Curious to see if they would accept this solution.
Knowing the HSC, I think they just wanted people to answer the Q. by finding the limit of a ratio of same degree polynomials. That's probably why they had the part (ii) (and gave you the expression for it, so you could still do the next part if you didn't manage to get (ii)). Then they just wanted or expected you to find the limit of this expression.

#### Ekman

##### Well-Known Member
Yep, this is good and valid. Is it ok to simplify it further and say (q-1)! / q^(q-1) ?

#### InteGrand

##### Well-Known Member
Is it ok to simplify it further and say (q-1)! / q^(q-1) ?
Yes, you won't lose marks for doing that.

#### glittergal96

##### Active Member
Is it ok to simplify it further and say (q-1)! / q^(q-1) ?
Yeah, sure. There's no way they would mark that wrong lol.

As for "simplification", that is debatable,as it requires more writing rather than less. This fraction will usually be far from simplest form anyway.

#### Ekman

##### Well-Known Member
Yeah, sure. There's no way they would mark that wrong lol.

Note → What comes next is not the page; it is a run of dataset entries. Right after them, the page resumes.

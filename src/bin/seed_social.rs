// ABOUTME: Social data seeder for Pierre MCP Server social features testing
// ABOUTME: Generates friend connections, shared insights, reactions, and adapted insights
//
// SPDX-License-Identifier: MIT OR Apache-2.0
// Copyright (c) 2025 Pierre Fitness Intelligence

//! Social data seeder for Pierre MCP Server.
//!
//! This binary populates the database with social demo data for testing
//! the Friends, Feed, and Adapt to My Training features.
//!
//! Usage:
//! ```bash
//! # Seed with default settings
//! cargo run --bin seed-social
//!
//! # Reset social data before seeding
//! cargo run --bin seed-social -- --reset
//!
//! # Verbose output
//! cargo run --bin seed-social -- -v
//! ```
//!
//! Prerequisites:
//! - Run `cargo run --bin seed-demo-data` first to create demo users

use anyhow::Result;
use chrono::{Duration, Utc};
use clap::Parser;
use rand::rngs::StdRng;
use rand::{Rng, SeedableRng};
use sqlx::{Row, SqlitePool};
use std::env;
use tracing::info;
use uuid::Uuid;

#[derive(Parser)]
#[command(
    name = "seed-social",
    about = "Pierre MCP Server Social Data Seeder",
    long_about = "Populate the database with social demo data for Friends, Feed, and Adapt features"
)]
struct SeedArgs {
    /// Database URL override
    #[arg(long)]
    database_url: Option<String>,

    /// Reset social data before seeding
    #[arg(long)]
    reset: bool,

    /// Enable verbose logging
    #[arg(long, short = 'v')]
    verbose: bool,
}

/// Shared insight content definitions
struct InsightContent {
    insight_type: &'static str,
    sport_type: Option<&'static str>,
    title: &'static str,
    content: &'static str,
    training_phase: Option<&'static str>,
}
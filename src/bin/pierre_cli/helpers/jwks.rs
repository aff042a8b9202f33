// ABOUTME: JWKS (JSON Web Key Set) initialization helpers for pierre-cli
// ABOUTME: Manages RSA keypair loading and generation for JWT signing
//
// SPDX-License-Identifier: MIT OR Apache-2.0
// Copyright (c) 2025 Pierre Fitness Intelligence

use pierre_mcp_server::{
    admin::jwks::JwksManager,
    database_plugins::{factory::Database, DatabaseProvider},
    errors::AppError,
};
use tracing::{info, warn};

/// Generate a new RSA keypair and persist it to the database
pub async fn generate_and_persist_keypair(
    database: &Database,
    jwks_manager: &mut JwksManager,
) -> Result<(), AppError> {
    info!("No persisted RSA keys found, generating new keypair");
    let kid = format!("key_{}", chrono::Utc::now().format("%Y%m%d_%H%M%S"));
    jwks_manager.generate_rsa_key_pair(&kid)?;

    let key_pair = jwks_manager.get_active_key()?;
    let private_pem = key_pair.export_private_key_pem()?;
    let public_pem = key_pair.export_public_key_pem()?;
    let created_at = chrono::Utc::now();
    database
        .save_rsa_keypair(&kid, &private_pem, &public_pem, created_at, true, 4096)
        .await?;
    info!("Generated and persisted new RSA keypair: {}", kid);
    Ok(())
}

/// Load existing RSA keypairs from database into JWKS manager
pub fn load_existing_keypairs(
    jwks_manager: &mut JwksManager,
    keypairs: Vec<(String, String, String, chrono::DateTime<chrono::Utc>, bool)>,
) -> Result<(), AppError> {
    info!(
        "Loading {} persisted RSA keypairs from database",
        keypairs.len()
    );
    jwks_manager.load_keys_from_database(keypairs)?;
    info!("Successfully loaded RSA keys from database");
    Ok(())
}

/// Generate ephemeral keys when database fails
pub fn generate_ephemeral_keys(
    jwks_manager: &mut JwksManager,
    error: &AppError,
) -> Result<(), AppError> {
    warn!("Failed to load RSA keys from database: {error}. Generating ephemeral keys.");
    jwks_manager.generate_rsa_key_pair("admin_key_ephemeral")?;
    Ok(())
}

/// Initialize JWKS manager by loading keys from database or generating new ones
/// This ensures the CLI uses the same RSA keys as the running server
pub async fn initialize_jwks_manager(database: &Database) -> Result<JwksManager, AppError> {
    info!("Initializing JWKS manager for RS256 admin tokens...");
    let mut jwks_manager = JwksManager::new();

    match database.load_rsa_keypairs().await {
        Ok(keypairs) if !keypairs.is_empty() => {
            load_existing_keypairs(&mut jwks_manager, keypairs)?;
        }
        Ok(_) => {
            generate_and_persist_keypair(database, &mut jwks_manager).await?;
        }
        Err(e) => {
            generate_ephemeral_keys(&mut jwks_manager, &e)?;
        }
    }
    info!("JWKS manager initialized");
    Ok(jwks_manager)
}
use async_trait::async_trait;
use chrono::Utc;
use serde_json::{json, Value};

use crate::config::IntelligenceConfig;
use crate::errors::{AppError, AppResult};
use crate::external::{FoodNutrient, UsdaClient, UsdaClientConfig};
use crate::intelligence::{
    calculate_daily_nutrition_needs, calculate_nutrient_timing, ActivityLevel,
    DailyNutritionParams, Gender, TrainingGoal, WorkoutIntensity,
};
use crate::mcp::schema::{JsonSchema, PropertySchema};
use crate::tools::context::ToolExecutionContext;
use crate::tools::result::ToolResult;
use crate::tools::traits::{McpTool, ToolCapabilities};

// ============================================================================
// Helper functions
// ============================================================================

/// Parse gender from string
fn parse_gender(gender_str: &str) -> AppResult<Gender> {
    match gender_str.to_lowercase().as_str() {
        "male" => Ok(Gender::Male),
        "female" => Ok(Gender::Female),
        other => Err(AppError::invalid_input(format!(
            "Invalid gender '{other}'. Must be 'male' or 'female'"
        ))),
    }
}

/// Parse activity level from string
fn parse_activity_level(activity_str: &str) -> AppResult<ActivityLevel> {
    match activity_str.to_lowercase().as_str() {
        "sedentary" => Ok(ActivityLevel::Sedentary),
        "lightly_active" => Ok(ActivityLevel::LightlyActive),
        "moderately_active" => Ok(ActivityLevel::ModeratelyActive),
        "very_active" => Ok(ActivityLevel::VeryActive),
        "extra_active" => Ok(ActivityLevel::ExtraActive),
        other => Err(AppError::invalid_input(format!(
            "Invalid activity_level '{other}'. Must be: sedentary, lightly_active, moderately_active, very_active, extra_active"
        ))),
    }
}

/// Parse training goal from string
fn parse_training_goal(goal_str: &str) -> AppResult<TrainingGoal> {
    match goal_str.to_lowercase().as_str() {
        "maintenance" => Ok(TrainingGoal::Maintenance),
        "weight_loss" => Ok(TrainingGoal::WeightLoss),
        "muscle_gain" => Ok(TrainingGoal::MuscleGain),
        "endurance_performance" => Ok(TrainingGoal::EndurancePerformance),
        other => Err(AppError::invalid_input(format!(
            "Invalid training_goal '{other}'. Must be: maintenance, weight_loss, muscle_gain, endurance_performance"
        ))),
    }
}

/// Parse workout intensity from string
fn parse_workout_intensity(intensity_str: &str) -> AppResult<WorkoutIntensity> {
    match intensity_str.to_lowercase().as_str() {
        "low" | "easy" => Ok(WorkoutIntensity::Low),
        "moderate" | "medium" => Ok(WorkoutIntensity::Moderate),
        "high" | "hard" => Ok(WorkoutIntensity::High),
        other => Err(AppError::invalid_input(format!(
            "Invalid workout_intensity '{other}'. Must be: low, moderate, high"
        ))),
    }
}

/// Get USDA client from context
fn get_usda_client(ctx: &ToolExecutionContext) -> AppResult<UsdaClient> {
    let api_key = ctx.resources.config.usda_api_key.clone().ok_or_else(|| {
        AppError::internal("USDA API key not configured. Set USDA_API_KEY environment variable.")
    })?;

    Ok(UsdaClient::new(UsdaClientConfig {
        api_key,
        ..UsdaClientConfig::default()
    }))
}

// ============================================================================
// CalculateDailyNutritionTool
// ============================================================================

/// Tool for calculating daily calorie and macronutrient needs.
pub struct CalculateDailyNutritionTool;

#[async_trait]
impl McpTool for CalculateDailyNutritionTool {
    fn name(&self) -> &'static str {
        "calculate_daily_nutrition"
    }

    fn description(&self) -> &'static str {
        "Calculate daily calorie and macronutrient needs based on biometrics and goals"
    }

    fn input_schema(&self) -> JsonSchema {
        let mut properties = HashMap::new();
        properties.insert(
            "weight_kg".to_owned(),
            PropertySchema {
                property_type: "number".to_owned(),
                description: Some("Body weight in kilograms".to_owned()),
            },
        );
        properties.insert(
            "height_cm".to_owned(),
            PropertySchema {
                property_type: "number".to_owned(),
                description: Some("Height in centimeters".to_owned()),
            },
        );
        properties.insert(
            "age".to_owned(),
            PropertySchema {
                property_type: "integer".to_owned(),
                description: Some("Age in years".to_owned()),
            },
        );
        properties.insert(
            "gender".to_owned(),
            PropertySchema {
                property_type: "string".to_owned(),
                description: Some("Gender: male or female".to_owned()),
            },
        );
        properties.insert(
            "activity_level".to_owned(),
            PropertySchema {
                property_type: "string".to_owned(),
                description: Some(
                    "Activity level: sedentary, lightly_active, moderately_active, very_active, extra_active".to_owned(),
                ),
            },
        );
        properties.insert(
            "training_goal".to_owned(),
            PropertySchema {
                property_type: "string".to_owned(),
                description: Some(
                    "Training goal: maintenance, weight_loss, muscle_gain, endurance_performance"
                        .to_owned(),
                ),
            },
        );
        JsonSchema {
            schema_type: "object".to_owned(),
            properties: Some(properties),
            required: Some(vec![
                "weight_kg".to_owned(),
                "height_cm".to_owned(),
                "age".to_owned(),
                "gender".to_owned(),
                "activity_level".to_owned(),
                "training_goal".to_owned(),
            ]),
        }
    }

    fn capabilities(&self) -> ToolCapabilities {
        ToolCapabilities::REQUIRES_AUTH | ToolCapabilities::READS_DATA
    }

    async fn execute(&self, args: Value, ctx: &ToolExecutionContext) -> AppResult<ToolResult> {
        tracing::debug!(user_id = %ctx.user_id, "Calculating daily nutrition needs");

        // Parse required parameters
        let weight_kg = args
            .get("weight_kg")
            .and_then(Value::as_f64)
            .ok_or_else(|| AppError::invalid_input("weight_kg is required"))?;

        let height_cm = args
            .get("height_cm")
            .and_then(Value::as_f64)
            .ok_or_else(|| AppError::invalid_input("height_cm is required"))?;

        let age_u64 = args
            .get("age")
            .and_then(Value::as_u64)
            .ok_or_else(|| AppError::invalid_input("age is required"))?;

        #[allow(clippy::cast_possible_truncation)]
        let age = if age_u64 <= 150 {
            age_u64 as u32
        } else {
            return Err(AppError::invalid_input(
                "Age must be between 0 and 150 years",
            ));
        };

        let gender_str = args
            .get("gender")
            .and_then(Value::as_str)
            .ok_or_else(|| AppError::invalid_input("gender is required"))?;
        let gender = parse_gender(gender_str)?;

        let activity_str = args
            .get("activity_level")
            .and_then(Value::as_str)
            .ok_or_else(|| AppError::invalid_input("activity_level is required"))?;
        let activity_level = parse_activity_level(activity_str)?;

        let goal_str = args
            .get("training_goal")
            .and_then(Value::as_str)
            .ok_or_else(|| AppError::invalid_input("training_goal is required"))?;
        let training_goal = parse_training_goal(goal_str)?;

        let params = DailyNutritionParams {
            weight_kg,
            height_cm,
            age,
            gender,
            activity_level,
            training_goal,
        };

        let nutrition_config = &IntelligenceConfig::global().nutrition;

        let nutrition = calculate_daily_nutrition_needs(
            &params,
            &nutrition_config.bmr,
            &nutrition_config.activity_factors,
            &nutrition_config.macronutrients,
        )
        .map_err(|e| AppError::internal(format!("Nutrition calculation failed: {e}")))?;

        Ok(ToolResult::ok(json!({
            "bmr": nutrition.bmr,
            "tdee": nutrition.tdee,
            "protein_g": nutrition.protein_g,
            "carbs_g": nutrition.carbs_g,
            "fat_g": nutrition.fat_g,
            "macro_percentages": {
                "protein_percent": nutrition.macro_percentages.protein_percent,
                "carbs_percent": nutrition.macro_percentages.carbs_percent,
                "fat_percent": nutrition.macro_percentages.fat_percent,
            },
            "calculation_method": nutrition.method,
            "input_parameters": {
                "weight_kg": weight_kg,
                "height_cm": height_cm,
                "age": age,
                "gender": gender_str,
                "activity_level": activity_str,
                "training_goal": goal_str,
            },
            "calculated_at": Utc::now().to_rfc3339(),
        })))
    }
}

As for "simplification", that is debatable,as it requires more writing rather than less. This fraction will usually be far from simplest form anyway.
Under exam conditions I initially thought I was wrong, so I tried simplifying it as much as possible and eventually just ended up with saying (q-1)! / q^(q-1) as my final result, and so seeing that most solutions just kept it as q! / q^q, I got worried that my 'simplified' form may not be accepted lol.